One application is for short treatment of schizophrenia in adolescents aged from 13 to 17 and the other is for short term treatment of manic or mixed episodes of bipolar I disorder in children aged between 10 and 17.
Lithium has been the only FDA approved pediatric drug for treating schizophrenia and bipolar disorder in these age groups until now.
Risperdal first gained FDA approval in 1993 for treating adult schizophrenia and later for short term treatment of acute manic or mixed episodes of bipolar I disorder in adults. At the second approval it was also approved for treating irritability associated with autistic disorders in children from 5 to 16 years of age.
Director of FDA’s Office of Pediatric Therapeutics, Dr Dianne Murphy said the studies on Risperdal showed that at the proper dose, the drug was safe and effective for use as indicated. The data from the studies have:
“Permitted the identification of the effective pediatric dose ranges and have provided an evidence-based approach for treating these disorders in pediatric patients,” said Murphy.
The evidence for approving use to treat schizophrenia came from two short term double blind, controlled trials, lasting up to 8 weeks.
The participants were all having an acute schizophrenia episode when they enrolled in the trials.
After treatment with the drug, patients experienced fewer symptoms such as fewer delusional thoughts and hallucinations.

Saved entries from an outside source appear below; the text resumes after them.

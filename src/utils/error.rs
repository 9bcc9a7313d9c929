use std::time::Duration;

use thiserror::Error;

/// Failures from a single source adapter call. Recovered locally by the
/// scheduler: the source is skipped for this cycle, siblings are unaffected.
#[derive(Debug, Error)]
pub enum FetchError {
    #[error("HTTP request failed: {0}")]
    Http(#[from] reqwest::Error),

    #[error("request timed out after {0:?}")]
    Timeout(Duration),

    #[error("unexpected upstream payload: {0}")]
    Payload(String),
}

/// Persistence failures. Fatal to the affected item for this cycle only;
/// the item stays unmarked and is retried on the next pass.
#[derive(Debug, Error)]
pub enum StoreError {
    #[error("database error: {0}")]
    Database(#[from] sqlx::Error),
}

/// Watch registry errors. Duplicate/NotFound are user-facing validation
/// outcomes, surfaced as command replies rather than logged as failures.
#[derive(Debug, Error)]
pub enum RegistryError {
    #[error("alert for \"{query}\" already exists")]
    Duplicate { query: String },

    #[error("alert for \"{query}\" does not exist")]
    NotFound { query: String },

    #[error(transparent)]
    Store(#[from] StoreError),
}

/// Transport failures while delivering a notification. The item is already
/// marked announced at this point, so the loss is logged, not retried.
#[derive(Debug, Error)]
pub enum DeliveryError {
    #[error("HTTP request failed: {0}")]
    Http(#[from] reqwest::Error),

    #[error("delivery endpoint returned status {0}")]
    Status(reqwest::StatusCode),
}

/// Translation failures. Never fatal: the scheduler falls back to the
/// original title.
#[derive(Debug, Error)]
pub enum TranslationError {
    #[error("HTTP request failed: {0}")]
    Http(#[from] reqwest::Error),

    #[error("unexpected response shape from translation endpoint")]
    Payload,
}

The evidence to support the use of Risperdal to treat children and adolescents with bipolar I disorder manic or mixed episodes came from a 3 week trial.
The evidence was gathered across a number of treatment centres where patients were enrolled in the randomized, double-blind, placebo-controlled trial.
All patients were having a a manic or mixed episode at the time of enrollment.
Results from this trial showed that patients generally experienced fewer symptoms after treatment with the drug. Reductions were seen in hyperactivity, elevated mood, and other symptoms.
The most common side effects included fatigue, increased appetite, feelings of nausea and drowsiness, increased anxiety, dizzy spells, dryness in the mouth, tremors and rash.
About 1 in 100 adults in the US have schizophrenia, a severe, chronic and disabling brain disorder that makes people hear voices and believe that others are plotting against them. The result is people with schizophrenia become frightened and withdrawn and this affects their ability to form secure and happy relationships with others and hold down jobs.
Bipolar disorder, also called manic depressive illness, is a serious condition that seriously affects a person’s ability to function in everyday life. They experience severe shifts in mood and energy, much more extreme than the ups and downs that most people have. Bipolar disorder affects 2 out of every 100 adult Americans. Like schizophrenia it damages relationships, makes it difficult to hold down a job and do well at school.
When treated, most people with schizophrenia or bipolar disorder can be helped to lead full and active lives.